§ Exercise objective
In this exercise, reproduce the whole listing exactly.

§ Data for this exercise
►
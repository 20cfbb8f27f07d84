use std::collections::HashSet;
use std::path::{Path, PathBuf};

use async_trait::async_trait;

use crate::bigquery::{JobOutcome, UploadJob};
use crate::download_dir::list_csv_files;
use crate::error::{LoadError, ScraperError};
use crate::fresh_picked::DateRange;

/// リードサイトを操作するブラウザの最小インターフェース
#[async_trait]
pub trait LeadsBrowser: Send {
    /// CSVの保存先
    fn download_dir(&self) -> &Path;

    /// ブラウザ初期化
    async fn initialize(&mut self) -> Result<(), ScraperError>;

    /// ログイン実行
    async fn login(&mut self) -> Result<(), ScraperError>;

    /// 日付フィルタ設定
    async fn set_date_range(&mut self, range: &DateRange) -> Result<(), ScraperError>;

    /// リード取得
    async fn fetch_leads(&mut self) -> Result<(), ScraperError>;

    /// CSVダウンロード開始
    async fn trigger_download(&mut self) -> Result<(), ScraperError>;

    /// `before` に無い新しいCSVが揃うまで待機
    async fn wait_for_files(
        &mut self,
        before: &HashSet<PathBuf>,
    ) -> Result<Vec<PathBuf>, ScraperError>;

    /// リソース解放
    async fn close(&mut self) -> Result<(), ScraperError>;

    /// 一括実行（initialize → login → 日付設定 → fetch → download → close）
    ///
    /// 途中で失敗しても `close` は必ず呼ぶ。返すのは最初のエラー。
    async fn execute(&mut self, range: &DateRange) -> Result<Vec<PathBuf>, ScraperError> {
        let result: Result<Vec<PathBuf>, ScraperError> = async {
            self.initialize().await?;
            self.login().await?;
            self.set_date_range(range).await?;
            self.fetch_leads().await?;
            let before: HashSet<PathBuf> =
                list_csv_files(self.download_dir())?.into_iter().collect();
            self.trigger_download().await?;
            self.wait_for_files(&before).await
        }
        .await;

        let closed = self.close().await;
        let files = result?;
        closed?;
        Ok(files)
    }
}

/// CSVを追記するデータウェアハウス
#[async_trait]
pub trait Warehouse: Send + Sync {
    async fn append(&self, job: &UploadJob) -> Result<JobOutcome, LoadError>;
}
◄
§ Solution for this problem
repository 20cfbb8f27f07d84
use std::collections::HashSet;
use std::path::{Path, PathBuf};

use async_trait::async_trait;

use crate::bigquery::{JobOutcome, UploadJob};
use crate::download_dir::list_csv_files;
use crate::error::{LoadError, ScraperError};
use crate::fresh_picked::DateRange;

/// リードサイトを操作するブラウザの最小インターフェース
#[async_trait]
pub trait LeadsBrowser: Send {
    /// CSVの保存先
    fn download_dir(&self) -> &Path;

    /// ブラウザ初期化
    async fn initialize(&mut self) -> Result<(), ScraperError>;

    /// ログイン実行
    async fn login(&mut self) -> Result<(), ScraperError>;

    /// 日付フィルタ設定
    async fn set_date_range(&mut self, range: &DateRange) -> Result<(), ScraperError>;

    /// リード取得
    async fn fetch_leads(&mut self) -> Result<(), ScraperError>;

    /// CSVダウンロード開始
    async fn trigger_download(&mut self) -> Result<(), ScraperError>;

    /// `before` に無い新しいCSVが揃うまで待機
    async fn wait_for_files(
        &mut self,
        before: &HashSet<PathBuf>,
    ) -> Result<Vec<PathBuf>, ScraperError>;

    /// リソース解放
    async fn close(&mut self) -> Result<(), ScraperError>;

    /// 一括実行（initialize → login → 日付設定 → fetch → download → close）
    ///
    /// 途中で失敗しても `close` は必ず呼ぶ。返すのは最初のエラー。
    async fn execute(&mut self, range: &DateRange) -> Result<Vec<PathBuf>, ScraperError> {
        let result: Result<Vec<PathBuf>, ScraperError> = async {
            self.initialize().await?;
            self.login().await?;
            self.set_date_range(range).await?;
            self.fetch_leads().await?;
            let before: HashSet<PathBuf> =
                list_csv_files(self.download_dir())?.into_iter().collect();
            self.trigger_download().await?;
            self.wait_for_files(&before).await
        }
        .await;

        let closed = self.close().await;
        let files = result?;
        closed?;
        Ok(files)
    }
}

/// CSVを追記するデータウェアハウス
#[async_trait]
pub trait Warehouse: Send + Sync {
    async fn append(&self, job: &UploadJob) -> Result<JobOutcome, LoadError>;
}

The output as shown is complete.